• Your objective
Extract all lines that hold "TableMut" from the records below.

• Records to process

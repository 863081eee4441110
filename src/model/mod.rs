//! In-memory model of database structural metadata.
//!
//! A [`Catalog`] owns schemas; schemas own tables, views and sequences;
//! tables own their columns, constraints, indexes and partitioning. Every
//! named collection is an ordered map so iteration (and therefore generated
//! SQL) is deterministic.
//!
//! Cross-entity references are by name only ([`TableRef`], [`SequenceRef`],
//! partition schema and function names) and are validated against the owning
//! catalog whenever an entity is inserted or removed. Table members are
//! mutated through a [`TableMut`] handle, which keeps the whole catalog in
//! view so references into other tables can be checked.
//!
//! Freezing is monotonic: once a catalog, schema or table is frozen every
//! mutator on it (or on anything below it) fails with `ModelLocked` and
//! leaves the model as it was.
//!
//! # Example
//!
//! ```ignore
//! use lattice::model::{Catalog, Column, Constraint};
//! use lattice::sql::types::ValueType;
//!
//! let mut catalog = Catalog::new("hr", "main");
//! let employee = catalog.create_table("main", "Employee")?;
//! let mut t = catalog.table_mut(&employee)?;
//! t.add_column(Column::new("Id", ValueType::Int32).not_null())?;
//! t.add_constraint(Constraint::primary_key("PK_Employee", &["Id"]))?;
//! ```

mod catalog;
mod constraint;
mod index;
mod partition;
mod schema;
mod sequence;
mod table;
mod view;

pub use catalog::{Catalog, TableMut};
pub use constraint::{Constraint, Deferrability, ForeignKey, MatchType, ReferentialAction};
pub use index::{Index, IndexColumn, IndexMethod, IndexTarget, SortDirection};
pub use partition::{
    BoundarySide, PartitionDescriptor, PartitionFunction, PartitionMethod, PartitionSchema,
};
pub use schema::Schema;
pub use sequence::{Sequence, SequenceDescriptor};
pub use table::{Column, ColumnIdentity, Table};
pub use view::{View, ViewDefinition};

use std::fmt;

/// Schema-qualified name of a model object.
#[derive(Debug, Clone, PartialEq, Eq, Hash, PartialOrd, Ord)]
pub struct QualifiedName {
    pub schema: String,
    pub name: String,
}

impl QualifiedName {
    pub fn new(schema: impl Into<String>, name: impl Into<String>) -> Self {
        Self {
            schema: schema.into(),
            name: name.into(),
        }
    }
}

impl fmt::Display for QualifiedName {
    fn fmt(&self, f: &mut fmt::Formatter<'_>) -> fmt::Result {
        write!(f, "{}.{}", self.schema, self.name)
    }
}

/// Non-owning reference to a table.
pub type TableRef = QualifiedName;

/// Non-owning reference to a sequence.
pub type SequenceRef = QualifiedName;

#[cfg(test)]
mod tests {
    use super::*;

    #[test]
    fn test_table_ref_ordering() {
        let mut refs = vec![
            TableRef::new("sales", "Order"),
            TableRef::new("main", "Employee"),
            TableRef::new("main", "Department"),
        ];
        refs.sort();
        let shown: Vec<_> = refs.iter().map(|r| r.to_string()).collect();
        assert_eq!(shown, vec!["main.Department", "main.Employee", "sales.Order"]);
    }
}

• Solution for this exercise
//! mutated through a [`TableMut`] handle, which keeps the whole catalog in
pub use catalog::{Catalog, TableMut};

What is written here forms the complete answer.